Vous êtes locataire. Vous dirigez une société. Chaque mois, vous payez un loyer à votre propriétaire — et votre société rembourse vos frais de bureau sur note de frais, ou paie ses propres locaux. Mais avez-vous envisagé la sous-location professionnelle ?
Ce mécanisme légal permet à un dirigeant locataire de louer une partie de son domicile à sa propre société. La société déduit le loyer comme charge professionnelle. Vous percevez un revenu de sous-location moins lourdement imposé qu'une rémunération. Légal, fréquent, et souvent mal connu des dirigeants belges.

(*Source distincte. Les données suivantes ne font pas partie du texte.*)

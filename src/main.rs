mod cli;
mod commands;
mod io;

use std::process::ExitCode;

use clap::Parser;

use cli::{Cli, Command};
use commands::CommandHandler;
use fconv::{error, types, Context};

fn main() -> ExitCode {
    let cli = Cli::parse();

    match run(cli) {
        Ok(()) => ExitCode::SUCCESS,
        Err(e) => {
            eprintln!("error: {}", e);
            e.exit_code().into()
        }
    }
}

fn run(cli: Cli) -> error::Result<()> {
    let ctx = Context::default();

    let handler: Box<dyn CommandHandler> = match cli.command {
        Command::Enc {
            format,
            r#in,
            out,
            all,
            json,
        } => Box::new(commands::EncCommand {
            format,
            input: types::InputSource::parse(&r#in),
            output: types::OutputDest::parse(&out),
            all,
            json,
        }),

        Command::Dec {
            format,
            r#in,
            out,
            force,
            all,
            json,
        } => Box::new(commands::DecCommand {
            format,
            input: types::InputSource::parse(&r#in),
            output: types::OutputDest::parse(&out),
            force,
            all,
            json,
        }),

        Command::List { json } => Box::new(commands::ListCommand { json }),

        Command::Info { format, json } => Box::new(commands::InfoCommand { format, json }),

        Command::File {
            paths,
            format,
            direction,
            json,
        } => Box::new(commands::FileCommand {
            paths,
            format,
            direction: direction.into(),
            json,
        }),

        Command::Rows { state, action } => Box::new(commands::RowsCommand {
            state,
            op: action.into(),
        }),
    };

    handler.execute(&ctx)
}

Comment fonctionne la sous-location professionnelle ?
Vous payez 1 500 €/mois à votre propriétaire. Vous sous-louez à votre société une pièce représentant 20 % de la surface totale. Vous lui facturez 300 €/mois.

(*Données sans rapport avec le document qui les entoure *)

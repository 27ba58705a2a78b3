use std::env;
use std::fs;
use std::path::{Path, PathBuf};

use serde::{Deserialize, Serialize};

use crate::error::Result;

/// Environment variable overriding the state file location.
pub const STATE_ENV: &str = "FCONV_STATE";

const STATE_FILE: &str = ".fconv.json";
const DEFAULT_FORMAT: &str = "base64";

/// One workspace row: a plain-text side and its encoded counterpart.
#[derive(Debug, Clone, PartialEq, Eq, Serialize, Deserialize)]
pub struct Row {
    pub plain: String,
    pub encoded: String,
}

/// Persisted workspace: the active format key plus the saved rows.
#[derive(Debug, Clone, PartialEq, Eq, Serialize, Deserialize)]
pub struct State {
    pub format: String,
    pub rows: Vec<Row>,
}

impl Default for State {
    fn default() -> Self {
        State {
            format: DEFAULT_FORMAT.to_string(),
            rows: Vec::new(),
        }
    }
}

/// JSON state file handle. Resolution order for the location: explicit path,
/// then `$FCONV_STATE`, then `~/.fconv.json`.
pub struct Store {
    path: PathBuf,
}

impl Store {
    pub fn open(path: Option<PathBuf>) -> Store {
        let path = path
            .or_else(|| env::var_os(STATE_ENV).map(PathBuf::from))
            .unwrap_or_else(default_path);
        Store { path }
    }

    pub fn path(&self) -> &Path {
        &self.path
    }

    /// A missing state file yields a fresh default. An unreadable or corrupt
    /// file also yields the default, with a warning on stderr, so a damaged
    /// state file never wedges the command. Save failures stay hard errors.
    pub fn load(&self) -> State {
        let raw = match fs::read_to_string(&self.path) {
            Ok(raw) => raw,
            Err(e) if e.kind() == std::io::ErrorKind::NotFound => return State::default(),
            Err(e) => {
                eprintln!(
                    "warning: cannot read {}: {}; starting fresh",
                    self.path.display(),
                    e
                );
                return State::default();
            }
        };

        match serde_json::from_str(&raw) {
            Ok(state) => state,
            Err(e) => {
                eprintln!(
                    "warning: corrupt state file {}: {}; starting fresh",
                    self.path.display(),
                    e
                );
                State::default()
            }
        }
    }

    pub fn save(&self, state: &State) -> Result<()> {
        if let Some(parent) = self.path.parent() {
            if !parent.as_os_str().is_empty() {
                fs::create_dir_all(parent)?;
            }
        }
        let json = serde_json::to_string_pretty(state)
            .map_err(|e| std::io::Error::new(std::io::ErrorKind::Other, e))?;
        fs::write(&self.path, json)?;
        Ok(())
    }
}

fn default_path() -> PathBuf {
    match env::var_os("HOME") {
        Some(home) if !home.is_empty() => PathBuf::from(home).join(STATE_FILE),
        _ => PathBuf::from(STATE_FILE),
    }
}

#[cfg(test)]
mod tests {
    use super::*;

    #[test]
    fn test_save_load_roundtrip() {
        let dir = tempfile::tempdir().unwrap();
        let store = Store::open(Some(dir.path().join("state.json")));

        let mut state = State::default();
        state.format = "hex".to_string();
        state.rows.push(Row {
            plain: "Hello".to_string(),
            encoded: "48656c6c6f".to_string(),
        });

        store.save(&state).unwrap();
        assert_eq!(store.load(), state);
    }

    #[test]
    fn test_load_missing_file_is_default() {
        let dir = tempfile::tempdir().unwrap();
        let store = Store::open(Some(dir.path().join("absent.json")));

        let state = store.load();
        assert_eq!(state.format, "base64");
        assert!(state.rows.is_empty());
    }

    #[test]
    fn test_load_corrupt_file_is_default() {
        let dir = tempfile::tempdir().unwrap();
        let path = dir.path().join("state.json");
        fs::write(&path, "{ not json").unwrap();

        let store = Store::open(Some(path));
        assert_eq!(store.load(), State::default());
    }

    #[test]
    fn test_save_creates_parent_dirs() {
        let dir = tempfile::tempdir().unwrap();
        let path = dir.path().join("nested/deeper/state.json");

        let store = Store::open(Some(path.clone()));
        store.save(&State::default()).unwrap();
        assert!(path.exists());
    }

    #[test]
    fn test_explicit_path_wins() {
        let store = Store::open(Some(PathBuf::from("/tmp/explicit.json")));
        assert_eq!(store.path(), Path::new("/tmp/explicit.json"));
    }
}
use data_encoding::{DecodeKind, HEXLOWER, HEXLOWER_PERMISSIVE};

use super::Codec;
use crate::error::{ConvertError, LengthConstraint, Result};
use crate::types::{ByteModel, FormatMeta};

/// Hexadecimal: two lowercase digits per byte, no separators. Decoding is
/// case-insensitive; an odd-length input fails before any byte is parsed.
#[derive(Debug)]
pub struct Hex;

impl Codec for Hex {
    fn meta(&self) -> FormatMeta {
        FormatMeta {
            key: "hex",
            display_name: "Hexadecimal",
            aliases: &["base16", "b16"],
            byte_model: ByteModel::Bytes,
            description: "Lowercase hexadecimal, two digits per byte",
        }
    }

    fn encode(&self, input: &[u8]) -> Result<String> {
        Ok(HEXLOWER.encode(input))
    }

    fn decode(&self, input: &str) -> Result<Vec<u8>> {
        if input.len() % 2 != 0 {
            return Err(ConvertError::invalid_length(
                LengthConstraint::MultipleOf(2),
                input.len(),
            ));
        }

        HEXLOWER_PERMISSIVE
            .decode(input.as_bytes())
            .map_err(|e| match e.kind {
                DecodeKind::Symbol => {
                    let ch = input
                        .get(e.position..)
                        .and_then(|s| s.chars().next())
                        .unwrap_or(char::REPLACEMENT_CHARACTER);
                    ConvertError::invalid_char(ch, e.position)
                }
                _ => ConvertError::invalid_input(e.to_string()),
            })
    }
}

La sous-location est structurellement plus avantageuse que la rémunération pour rémunérer le dirigeant via l'usage de son logement, dans les limites légales.
- Côté société : elle déduit 300 €/mois comme charge → économie ISOC 25 % : 75 €/mois (900 €/an)
- Côté vous (IPP) : vous percevez 300 €/mois → imposé sur 180 € après abattement 40 % → environ 81 €/mois au taux marginal de 45 %
- Comparaison : si vous perceviez ces 300 € en rémunération brute, charges sociales + IPP représenteraient environ 180 €/mois — soit 2,2× plus cher
La condition d'autorisation préalable
⚠️ POINT CRITIQUE — sans l'autorisation de votre propriétaire, la sous-location est nulle. L'absence d'autorisation expose à la résiliation du bail principal et à l'invalidation fiscale.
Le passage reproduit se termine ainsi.